Top of Provided data

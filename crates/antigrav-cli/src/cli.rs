//! Command-line interface for `antigrav`.
//!
//! # Examples
//!
//! ```bash
//! # Force at a given time for a 5 kg mass
//! antigrav --mass 5 force --time 1.0
//!
//! # Ten-second trajectory with a chart
//! antigrav --mass 5 trajectory --duration 10 --plot
//!
//! # Tune the field for 20 m and re-run with it
//! antigrav optimize --target 20 --apply
//!
//! # Machine-readable output
//! antigrav --format json trajectory --steps 50
//! ```

use std::path::PathBuf;

use clap::{Args, Parser, Subcommand, ValueEnum};

/// Simulate a point mass in an oscillating anti-gravity field.
#[derive(Parser, Debug, Clone)]
#[command(
    name = "antigrav",
    author,
    version,
    about = "Simulate a point mass in an oscillating anti-gravity field",
    long_about = "Evaluate field forces, integrate height trajectories and tune \
                  the field toward a target levitation height."
)]
pub struct Cli {
    /// Mass of the object in kilograms [default: 1.0, or 5.0 for `demo`]
    #[arg(long, short = 'm', global = true, env = "ANTIGRAV_MASS")]
    pub mass: Option<f64>,

    /// Path to a TOML config file
    #[arg(long, short = 'c', global = true, env = "ANTIGRAV_CONFIG")]
    pub config: Option<PathBuf>,

    #[command(flatten)]
    pub field: FieldArgs,

    /// Output format
    #[arg(long, short = 'f', global = true, value_enum, default_value_t = OutputFormat::Text)]
    pub format: OutputFormat,

    /// Disable colored output
    ///
    /// Respects the `NO_COLOR` environment variable
    #[arg(
        long,
        global = true,
        env = "NO_COLOR",
        value_parser = clap::builder::FalseyValueParser::new()
    )]
    pub no_color: bool,

    /// Enable verbose logging (-v info, -vv debug, -vvv trace)
    #[arg(long, short = 'v', global = true, action = clap::ArgAction::Count)]
    pub verbose: u8,

    #[command(subcommand)]
    pub command: Command,
}

/// Field parameter overrides. Anything left unset falls back to the config
/// file and then to the built-in defaults.
#[derive(Args, Debug, Clone, Default)]
pub struct FieldArgs {
    /// Field strength (0.0 to 1.0)
    #[arg(long, global = true)]
    pub strength: Option<f64>,

    /// Oscillation frequency in Hz
    #[arg(long, global = true)]
    pub frequency: Option<f64>,

    /// Field radius in meters
    #[arg(long, global = true)]
    pub radius: Option<f64>,

    /// Field stability (0.0 to 1.0)
    #[arg(long, global = true)]
    pub stability: Option<f64>,
}

/// Available subcommands.
#[derive(Subcommand, Debug, Clone)]
pub enum Command {
    /// Evaluate the field force
    Force(ForceArgs),

    /// Integrate the height trajectory over time
    Trajectory(TrajectoryArgs),

    /// Sample the field force over time
    Profile(ProfileArgs),

    /// Suggest a field configuration for a target height
    Optimize(OptimizeArgs),

    /// Sample the spatial field profile on a grid
    Surface(SurfaceArgs),

    /// Run the guided walk-through
    Demo,
}

/// Arguments for `force`.
#[derive(Args, Debug, Clone)]
pub struct ForceArgs {
    /// Explicit time in seconds; omit to step a cursor from t = 0
    #[arg(long, short = 't', allow_negative_numbers = true)]
    pub time: Option<f64>,

    /// Number of cursor readings when no time is given
    #[arg(long, short = 'n', default_value_t = 1, conflicts_with = "time")]
    pub count: usize,
}

/// Arguments for `trajectory`.
#[derive(Args, Debug, Clone)]
pub struct TrajectoryArgs {
    /// Simulation duration in seconds
    #[arg(long, short = 'd')]
    pub duration: Option<f64>,

    /// Number of time steps
    #[arg(long, short = 's')]
    pub steps: Option<usize>,

    /// Draw an ASCII chart of height over time (text format only)
    #[arg(long)]
    pub plot: bool,
}

/// Arguments for `profile`.
#[derive(Args, Debug, Clone)]
pub struct ProfileArgs {
    /// Sampling window in seconds
    #[arg(long, short = 'd', default_value_t = 5.0)]
    pub duration: f64,

    /// Number of samples
    #[arg(long, short = 's', default_value_t = 200)]
    pub samples: usize,

    /// Draw an ASCII chart of force over time (text format only)
    #[arg(long)]
    pub plot: bool,
}

/// Arguments for `optimize`.
#[derive(Args, Debug, Clone)]
pub struct OptimizeArgs {
    /// Desired levitation height in meters
    #[arg(long, short = 't', default_value_t = 10.0, allow_negative_numbers = true)]
    pub target: f64,

    /// Re-run the trajectory with the optimized field and compare
    #[arg(long)]
    pub apply: bool,

    /// Duration of the comparison run (with --apply)
    #[arg(long, short = 'd', requires = "apply")]
    pub duration: Option<f64>,

    /// Steps of the comparison run (with --apply)
    #[arg(long, short = 's', requires = "apply")]
    pub steps: Option<usize>,
}

/// Arguments for `surface`.
#[derive(Args, Debug, Clone)]
pub struct SurfaceArgs {
    /// Grid points per axis
    #[arg(long, short = 'r', default_value_t = 30)]
    pub resolution: usize,
}

/// Output formats.
#[derive(ValueEnum, Debug, Clone, Copy, Default, PartialEq, Eq)]
pub enum OutputFormat {
    /// Human-readable report
    #[default]
    Text,
    /// Pretty-printed JSON
    Json,
    /// Comma-separated values with a header row
    Csv,
}

impl Cli {
    /// Parse command line arguments.
    #[must_use]
    pub fn parse_args() -> Self {
        Self::parse()
    }

    /// Create CLI from iterator (useful for testing).
    ///
    /// # Errors
    ///
    /// Returns an error if argument parsing fails.
    pub fn try_parse_from<I, T>(iter: I) -> Result<Self, clap::Error>
    where
        I: IntoIterator<Item = T>,
        T: Into<std::ffi::OsString> + Clone,
    {
        <Self as Parser>::try_parse_from(iter)
    }
}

Bottom of Provided data

◆ **Work item**
Transcribe each record exactly. Leave nothing out.

◆ **Response area**
filename crates/antigrav-cli/src/cli.rs
//! Command-line interface for `antigrav`.
//!
//! # Examples
//!
//! ```bash
//! # Force at a given time for a 5 kg mass
//! antigrav --mass 5 force --time 1.0
//!
//! # Ten-second trajectory with a chart
//! antigrav --mass 5 trajectory --duration 10 --plot
//!
//! # Tune the field for 20 m and re-run with it
//! antigrav optimize --target 20 --apply
//!
//! # Machine-readable output
//! antigrav --format json trajectory --steps 50
//! ```

use std::path::PathBuf;

use clap::{Args, Parser, Subcommand, ValueEnum};

/// Simulate a point mass in an oscillating anti-gravity field.
#[derive(Parser, Debug, Clone)]
#[command(
    name = "antigrav",
    author,
    version,
    about = "Simulate a point mass in an oscillating anti-gravity field",
    long_about = "Evaluate field forces, integrate height trajectories and tune \
                  the field toward a target levitation height."
)]
pub struct Cli {
    /// Mass of the object in kilograms [default: 1.0, or 5.0 for `demo`]
    #[arg(long, short = 'm', global = true, env = "ANTIGRAV_MASS")]
    pub mass: Option<f64>,

    /// Path to a TOML config file
    #[arg(long, short = 'c', global = true, env = "ANTIGRAV_CONFIG")]
    pub config: Option<PathBuf>,

    #[command(flatten)]
    pub field: FieldArgs,

    /// Output format
    #[arg(long, short = 'f', global = true, value_enum, default_value_t = OutputFormat::Text)]
    pub format: OutputFormat,

    /// Disable colored output
    ///
    /// Respects the `NO_COLOR` environment variable
    #[arg(
        long,
        global = true,
        env = "NO_COLOR",
        value_parser = clap::builder::FalseyValueParser::new()
    )]
    pub no_color: bool,

    /// Enable verbose logging (-v info, -vv debug, -vvv trace)
    #[arg(long, short = 'v', global = true, action = clap::ArgAction::Count)]
    pub verbose: u8,

    #[command(subcommand)]
    pub command: Command,
}

/// Field parameter overrides. Anything left unset falls back to the config
/// file and then to the built-in defaults.
#[derive(Args, Debug, Clone, Default)]
pub struct FieldArgs {
    /// Field strength (0.0 to 1.0)
    #[arg(long, global = true)]
    pub strength: Option<f64>,

    /// Oscillation frequency in Hz
    #[arg(long, global = true)]
    pub frequency: Option<f64>,

    /// Field radius in meters
    #[arg(long, global = true)]
    pub radius: Option<f64>,

    /// Field stability (0.0 to 1.0)
    #[arg(long, global = true)]
    pub stability: Option<f64>,
}

/// Available subcommands.
#[derive(Subcommand, Debug, Clone)]
pub enum Command {
    /// Evaluate the field force
    Force(ForceArgs),

    /// Integrate the height trajectory over time
    Trajectory(TrajectoryArgs),

    /// Sample the field force over time
    Profile(ProfileArgs),

    /// Suggest a field configuration for a target height
    Optimize(OptimizeArgs),

    /// Sample the spatial field profile on a grid
    Surface(SurfaceArgs),

    /// Run the guided walk-through
    Demo,
}

/// Arguments for `force`.
#[derive(Args, Debug, Clone)]
pub struct ForceArgs {
    /// Explicit time in seconds; omit to step a cursor from t = 0
    #[arg(long, short = 't', allow_negative_numbers = true)]
    pub time: Option<f64>,

    /// Number of cursor readings when no time is given
    #[arg(long, short = 'n', default_value_t = 1, conflicts_with = "time")]
    pub count: usize,
}

/// Arguments for `trajectory`.
#[derive(Args, Debug, Clone)]
pub struct TrajectoryArgs {
    /// Simulation duration in seconds
    #[arg(long, short = 'd')]
    pub duration: Option<f64>,

    /// Number of time steps
    #[arg(long, short = 's')]
    pub steps: Option<usize>,

    /// Draw an ASCII chart of height over time (text format only)
    #[arg(long)]
    pub plot: bool,
}

/// Arguments for `profile`.
#[derive(Args, Debug, Clone)]
pub struct ProfileArgs {
    /// Sampling window in seconds
    #[arg(long, short = 'd', default_value_t = 5.0)]
    pub duration: f64,

    /// Number of samples
    #[arg(long, short = 's', default_value_t = 200)]
    pub samples: usize,

    /// Draw an ASCII chart of force over time (text format only)
    #[arg(long)]
    pub plot: bool,
}

/// Arguments for `optimize`.
#[derive(Args, Debug, Clone)]
pub struct OptimizeArgs {
    /// Desired levitation height in meters
    #[arg(long, short = 't', default_value_t = 10.0, allow_negative_numbers = true)]
    pub target: f64,

    /// Re-run the trajectory with the optimized field and compare
    #[arg(long)]
    pub apply: bool,

    /// Duration of the comparison run (with --apply)
    #[arg(long, short = 'd', requires = "apply")]
    pub duration: Option<f64>,

    /// Steps of the comparison run (with --apply)
    #[arg(long, short = 's', requires = "apply")]
    pub steps: Option<usize>,
}

/// Arguments for `surface`.
#[derive(Args, Debug, Clone)]
pub struct SurfaceArgs {
    /// Grid points per axis
    #[arg(long, short = 'r', default_value_t = 30)]
    pub resolution: usize,
}

/// Output formats.
#[derive(ValueEnum, Debug, Clone, Copy, Default, PartialEq, Eq)]
pub enum OutputFormat {
    /// Human-readable report
    #[default]
    Text,
    /// Pretty-printed JSON
    Json,
    /// Comma-separated values with a header row
    Csv,
}

impl Cli {
    /// Parse command line arguments.
    #[must_use]
    pub fn parse_args() -> Self {
        Self::parse()
    }

    /// Create CLI from iterator (useful for testing).
    ///
    /// # Errors
    ///
    /// Returns an error if argument parsing fails.
    pub fn try_parse_from<I, T>(iter: I) -> Result<Self, clap::Error>
    where
        I: IntoIterator<Item = T>,
        T: Into<std::ffi::OsString> + Clone,
    {
        <Self as Parser>::try_parse_from(iter)
    }
}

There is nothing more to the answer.